## Task to carry out
Sort through the data and copy the lines holding the word "match".

## Information supplied

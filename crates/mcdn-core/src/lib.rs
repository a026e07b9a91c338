//! Asset URL resolution for the Materialize toolkit and its companion libraries.

pub mod config;
pub mod error;
pub mod locator;
pub mod logging;
pub mod material;
pub mod policy;
pub mod registry;
pub mod template;

pub use error::{ResolveError, Result};
pub use material::Material;
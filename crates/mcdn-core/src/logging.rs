//! Logging setup: append to a file under the XDG state dir, or write to stderr.

use anyhow::{Context, Result};
use std::fs;
use std::path::{Path, PathBuf};
use std::sync::Arc;
use tracing_subscriber::EnvFilter;

/// Filter used when `RUST_LOG` is unset.
pub const DEFAULT_FILTER: &str = "warn,mcdn=info,mcdn_core=info";

/// Where log output goes.
#[derive(Debug, Clone, PartialEq, Eq)]
pub enum LogTarget {
    /// Append to `~/.local/state/mcdn/mcdn.log`.
    StateFile,
    /// Append to the given file.
    File(PathBuf),
    Stderr,
}

/// Default log file location.
pub fn log_file_path() -> Result<PathBuf> {
    let xdg_dirs = xdg::BaseDirectories::with_prefix("mcdn")?;
    Ok(xdg_dirs.get_state_home().join("mcdn.log"))
}

fn env_filter(verbose: bool) -> EnvFilter {
    if verbose {
        return EnvFilter::new("info,mcdn=debug,mcdn_core=trace");
    }
    EnvFilter::try_from_default_env().unwrap_or_else(|_| EnvFilter::new(DEFAULT_FILTER))
}

fn open_append(path: &Path) -> Result<fs::File> {
    if let Some(dir) = path.parent() {
        fs::create_dir_all(dir)
            .with_context(|| format!("cannot create log dir {}", dir.display()))?;
    }
    fs::OpenOptions::new()
        .create(true)
        .append(true)
        .open(path)
        .with_context(|| format!("cannot open log file {}", path.display()))
}

/// Installs the global subscriber. A second call is a no-op.
///
/// Returns `Err` when the log file cannot be opened so the caller can retry
/// with [`LogTarget::Stderr`].
pub fn init_logging(target: LogTarget, verbose: bool) -> Result<()> {
    let builder = tracing_subscriber::fmt()
        .with_env_filter(env_filter(verbose))
        .with_ansi(false);

    let installed = match &target {
        LogTarget::Stderr => builder.with_writer(std::io::stderr).try_init(),
        LogTarget::StateFile | LogTarget::File(_) => {
            let path = match &target {
                LogTarget::File(p) => p.clone(),
                _ => log_file_path()?,
            };
            let file = open_append(&path)?;
            let installed = builder.with_writer(Arc::new(file)).try_init();
            if installed.is_ok() {
                tracing::debug!("mcdn logging initialized at {}", path.display());
            }
            installed
        }
    };

    if installed.is_err() {
        tracing::trace!("global subscriber already set; keeping it");
    }
    Ok(())
}

/// Stderr logging; used when the file target fails.
pub fn init_logging_stderr(verbose: bool) {
    // Stderr cannot fail to open.
    let _ = init_logging(LogTarget::Stderr, verbose);
}
use clap::Parser;
use mcdn_core::logging::{self, LogTarget};

mod cli;

use crate::cli::Cli;

fn main() {
    let cli = Cli::parse();

    // Log to the state file; stderr if that is not writable.
    if let Err(err) = logging::init_logging(LogTarget::StateFile, cli.verbose) {
        logging::init_logging_stderr(cli.verbose);
        tracing::warn!("file logging unavailable: {:#}", err);
    }

    if let Err(err) = cli.run() {
        eprintln!("mcdn error: {:#}", err);
        std::process::exit(1);
    }
}
//! `mcdn resolve` – print the URL for one file.

use anyhow::{Context, Result};
use mcdn_core::config::MaterialConfig;
use mcdn_core::policy::FindOptions;
use mcdn_core::Material;

#[derive(Debug, Clone, PartialEq, Eq)]
pub struct ResolveArgs {
    pub filename: String,
    pub cdn: String,
    pub use_minified: Option<bool>,
    pub serve_local: bool,
    pub force_ssl: bool,
    pub no_revving: bool,
}

/// Command-line switches only ever turn a config flag on (or revving off).
pub fn apply_overrides(mut cfg: MaterialConfig, args: &ResolveArgs) -> MaterialConfig {
    cfg.serve_local |= args.serve_local;
    cfg.cdn_force_ssl |= args.force_ssl;
    if args.no_revving {
        cfg.querystring_revving = false;
    }
    cfg
}

pub fn resolve_url(cfg: MaterialConfig, args: &ResolveArgs) -> Result<String> {
    let material = Material::new(apply_overrides(cfg, args));
    let opts = FindOptions {
        use_minified: args.use_minified,
        ..FindOptions::default()
    };
    material
        .find_resource(&args.filename, &args.cdn, opts)
        .with_context(|| format!("cannot resolve {} via {}", args.filename, args.cdn))
}

pub fn run_resolve(cfg: MaterialConfig, args: &ResolveArgs) -> Result<()> {
    let url = resolve_url(cfg, args)?;
    println!("{url}");
    Ok(())
}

## Solution
    let installed = match &target {
            let path = match &target {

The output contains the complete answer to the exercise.